[[ Provided material, beginning ]]

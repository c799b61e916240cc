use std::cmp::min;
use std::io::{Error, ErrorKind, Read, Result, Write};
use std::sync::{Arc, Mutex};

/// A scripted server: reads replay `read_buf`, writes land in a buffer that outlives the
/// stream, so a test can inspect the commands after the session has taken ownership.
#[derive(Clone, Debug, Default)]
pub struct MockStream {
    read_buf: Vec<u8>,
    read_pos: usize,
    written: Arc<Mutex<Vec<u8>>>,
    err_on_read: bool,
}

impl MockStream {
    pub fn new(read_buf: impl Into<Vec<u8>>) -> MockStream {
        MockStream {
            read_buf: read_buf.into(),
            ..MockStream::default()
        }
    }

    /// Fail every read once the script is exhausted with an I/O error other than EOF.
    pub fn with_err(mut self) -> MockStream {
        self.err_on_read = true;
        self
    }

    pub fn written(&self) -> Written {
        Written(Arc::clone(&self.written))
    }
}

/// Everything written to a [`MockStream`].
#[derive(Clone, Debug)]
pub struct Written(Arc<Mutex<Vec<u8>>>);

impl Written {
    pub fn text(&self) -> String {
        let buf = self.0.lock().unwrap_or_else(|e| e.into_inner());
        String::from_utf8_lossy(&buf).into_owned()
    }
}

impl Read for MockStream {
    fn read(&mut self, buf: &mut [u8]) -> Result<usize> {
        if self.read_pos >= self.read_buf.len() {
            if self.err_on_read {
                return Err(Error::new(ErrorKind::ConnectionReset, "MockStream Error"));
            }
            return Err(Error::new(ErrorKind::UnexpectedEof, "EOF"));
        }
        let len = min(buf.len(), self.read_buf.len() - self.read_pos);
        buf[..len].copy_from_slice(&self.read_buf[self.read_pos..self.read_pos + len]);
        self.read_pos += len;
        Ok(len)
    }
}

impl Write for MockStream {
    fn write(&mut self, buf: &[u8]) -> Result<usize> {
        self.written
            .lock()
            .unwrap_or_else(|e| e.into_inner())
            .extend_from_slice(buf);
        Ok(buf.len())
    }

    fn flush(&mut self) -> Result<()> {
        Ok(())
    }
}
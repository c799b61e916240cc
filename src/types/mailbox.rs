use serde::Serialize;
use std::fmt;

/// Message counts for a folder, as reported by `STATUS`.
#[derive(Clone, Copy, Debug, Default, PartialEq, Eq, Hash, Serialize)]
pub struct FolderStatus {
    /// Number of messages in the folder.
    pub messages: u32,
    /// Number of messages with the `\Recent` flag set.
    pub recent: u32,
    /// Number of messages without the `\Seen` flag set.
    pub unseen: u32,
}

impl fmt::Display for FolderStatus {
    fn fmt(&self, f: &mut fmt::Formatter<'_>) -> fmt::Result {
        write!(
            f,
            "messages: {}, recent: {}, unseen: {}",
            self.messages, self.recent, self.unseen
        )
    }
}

[[ Provided material, end ]]
[[ Provided material, beginning ]]

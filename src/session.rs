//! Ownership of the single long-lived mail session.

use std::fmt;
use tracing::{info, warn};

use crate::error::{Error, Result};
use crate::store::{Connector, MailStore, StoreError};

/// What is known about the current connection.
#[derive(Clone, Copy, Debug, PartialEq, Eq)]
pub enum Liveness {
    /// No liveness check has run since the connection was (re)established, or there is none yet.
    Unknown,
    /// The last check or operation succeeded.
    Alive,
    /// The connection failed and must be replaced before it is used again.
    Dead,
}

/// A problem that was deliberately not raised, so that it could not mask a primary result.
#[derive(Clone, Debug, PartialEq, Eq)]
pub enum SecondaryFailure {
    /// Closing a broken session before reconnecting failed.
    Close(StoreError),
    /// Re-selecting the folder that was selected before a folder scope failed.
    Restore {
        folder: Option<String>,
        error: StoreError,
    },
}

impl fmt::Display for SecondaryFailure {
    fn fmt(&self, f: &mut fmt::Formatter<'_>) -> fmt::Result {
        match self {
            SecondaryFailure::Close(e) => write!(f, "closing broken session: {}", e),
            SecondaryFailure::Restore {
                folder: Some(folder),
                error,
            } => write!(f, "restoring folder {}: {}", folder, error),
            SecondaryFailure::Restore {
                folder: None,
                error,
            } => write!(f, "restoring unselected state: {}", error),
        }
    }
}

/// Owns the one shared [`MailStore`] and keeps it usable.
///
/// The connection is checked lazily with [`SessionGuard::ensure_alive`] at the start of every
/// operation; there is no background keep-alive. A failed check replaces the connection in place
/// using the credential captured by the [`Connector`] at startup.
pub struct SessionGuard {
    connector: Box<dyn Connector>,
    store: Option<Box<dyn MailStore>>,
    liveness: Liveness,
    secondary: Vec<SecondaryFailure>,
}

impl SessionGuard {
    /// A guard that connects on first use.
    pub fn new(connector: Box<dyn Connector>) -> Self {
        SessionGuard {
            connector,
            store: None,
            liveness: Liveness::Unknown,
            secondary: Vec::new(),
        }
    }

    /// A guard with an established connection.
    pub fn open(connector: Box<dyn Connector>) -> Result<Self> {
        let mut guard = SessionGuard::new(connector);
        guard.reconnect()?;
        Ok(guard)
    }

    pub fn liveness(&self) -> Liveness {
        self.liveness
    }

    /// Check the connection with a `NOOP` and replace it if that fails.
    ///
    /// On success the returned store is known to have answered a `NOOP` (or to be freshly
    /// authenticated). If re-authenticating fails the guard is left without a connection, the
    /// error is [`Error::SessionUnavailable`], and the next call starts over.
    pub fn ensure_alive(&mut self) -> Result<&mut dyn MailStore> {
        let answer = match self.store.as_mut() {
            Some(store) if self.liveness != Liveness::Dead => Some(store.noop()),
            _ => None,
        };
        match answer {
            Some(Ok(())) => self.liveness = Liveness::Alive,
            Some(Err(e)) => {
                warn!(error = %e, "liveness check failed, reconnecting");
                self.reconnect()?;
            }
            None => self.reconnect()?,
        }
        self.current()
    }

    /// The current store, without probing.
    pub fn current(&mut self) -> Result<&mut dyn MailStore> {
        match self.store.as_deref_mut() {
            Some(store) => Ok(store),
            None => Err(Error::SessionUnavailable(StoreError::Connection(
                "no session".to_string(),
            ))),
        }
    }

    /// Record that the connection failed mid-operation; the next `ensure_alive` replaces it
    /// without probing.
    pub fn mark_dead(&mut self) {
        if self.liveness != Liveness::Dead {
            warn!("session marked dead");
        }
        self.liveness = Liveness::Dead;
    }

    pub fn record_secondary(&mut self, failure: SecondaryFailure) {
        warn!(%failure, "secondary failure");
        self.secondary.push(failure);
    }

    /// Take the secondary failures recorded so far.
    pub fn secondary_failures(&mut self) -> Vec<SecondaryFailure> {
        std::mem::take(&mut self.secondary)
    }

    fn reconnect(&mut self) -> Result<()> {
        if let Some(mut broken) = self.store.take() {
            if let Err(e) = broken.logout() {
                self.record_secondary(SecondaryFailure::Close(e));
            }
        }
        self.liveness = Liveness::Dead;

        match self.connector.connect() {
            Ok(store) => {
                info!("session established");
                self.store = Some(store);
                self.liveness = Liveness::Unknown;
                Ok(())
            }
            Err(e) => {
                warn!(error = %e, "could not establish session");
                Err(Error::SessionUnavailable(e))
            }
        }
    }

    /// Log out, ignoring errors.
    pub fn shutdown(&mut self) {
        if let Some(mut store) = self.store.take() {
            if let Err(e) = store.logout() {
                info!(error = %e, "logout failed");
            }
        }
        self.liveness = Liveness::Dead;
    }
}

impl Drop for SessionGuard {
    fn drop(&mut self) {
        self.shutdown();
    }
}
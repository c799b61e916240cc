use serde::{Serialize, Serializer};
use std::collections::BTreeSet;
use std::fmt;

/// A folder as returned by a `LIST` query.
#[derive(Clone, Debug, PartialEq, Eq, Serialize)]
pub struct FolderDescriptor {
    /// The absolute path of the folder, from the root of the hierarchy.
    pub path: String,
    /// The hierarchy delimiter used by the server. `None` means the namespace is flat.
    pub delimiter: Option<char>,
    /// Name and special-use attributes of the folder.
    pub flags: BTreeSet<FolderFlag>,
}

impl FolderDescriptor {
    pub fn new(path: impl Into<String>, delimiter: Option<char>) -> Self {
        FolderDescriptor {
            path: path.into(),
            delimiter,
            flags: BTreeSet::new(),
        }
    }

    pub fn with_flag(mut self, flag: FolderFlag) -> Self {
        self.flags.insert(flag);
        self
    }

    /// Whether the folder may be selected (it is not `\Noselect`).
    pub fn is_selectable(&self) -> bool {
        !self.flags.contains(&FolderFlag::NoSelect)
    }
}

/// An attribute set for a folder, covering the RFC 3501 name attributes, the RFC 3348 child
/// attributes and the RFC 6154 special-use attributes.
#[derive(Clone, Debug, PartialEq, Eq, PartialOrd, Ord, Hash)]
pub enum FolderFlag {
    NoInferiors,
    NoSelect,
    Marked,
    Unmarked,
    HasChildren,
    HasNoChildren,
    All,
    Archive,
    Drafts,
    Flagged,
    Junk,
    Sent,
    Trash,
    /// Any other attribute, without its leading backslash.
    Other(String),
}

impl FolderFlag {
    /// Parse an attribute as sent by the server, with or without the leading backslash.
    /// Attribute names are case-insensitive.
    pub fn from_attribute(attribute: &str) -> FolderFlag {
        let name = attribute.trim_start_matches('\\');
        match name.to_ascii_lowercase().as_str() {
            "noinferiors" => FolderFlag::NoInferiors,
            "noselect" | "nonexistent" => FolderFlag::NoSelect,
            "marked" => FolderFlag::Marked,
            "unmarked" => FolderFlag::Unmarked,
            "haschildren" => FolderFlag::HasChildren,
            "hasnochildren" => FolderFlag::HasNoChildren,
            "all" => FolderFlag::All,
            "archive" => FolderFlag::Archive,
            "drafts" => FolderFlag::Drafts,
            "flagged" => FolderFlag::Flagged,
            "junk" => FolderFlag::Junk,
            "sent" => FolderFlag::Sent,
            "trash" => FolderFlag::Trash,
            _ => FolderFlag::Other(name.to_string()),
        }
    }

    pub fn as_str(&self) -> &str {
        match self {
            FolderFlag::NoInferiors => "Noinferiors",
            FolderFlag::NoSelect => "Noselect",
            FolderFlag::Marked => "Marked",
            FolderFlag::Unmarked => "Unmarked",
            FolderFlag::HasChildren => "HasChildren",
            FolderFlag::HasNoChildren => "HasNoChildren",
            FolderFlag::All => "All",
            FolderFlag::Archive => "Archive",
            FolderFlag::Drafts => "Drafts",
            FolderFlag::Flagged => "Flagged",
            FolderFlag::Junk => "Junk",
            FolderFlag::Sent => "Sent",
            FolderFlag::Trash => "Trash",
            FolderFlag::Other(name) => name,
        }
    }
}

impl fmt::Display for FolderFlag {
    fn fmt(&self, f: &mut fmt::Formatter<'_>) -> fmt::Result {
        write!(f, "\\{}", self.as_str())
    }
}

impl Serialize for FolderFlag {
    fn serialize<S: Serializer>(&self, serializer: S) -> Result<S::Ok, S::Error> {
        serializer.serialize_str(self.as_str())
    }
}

[[ Provided material, end ]]

Across the material, report every line that has the word "Junk".

**Task result**
    Junk,
            "junk" => FolderFlag::Junk,
            FolderFlag::Junk => "Junk",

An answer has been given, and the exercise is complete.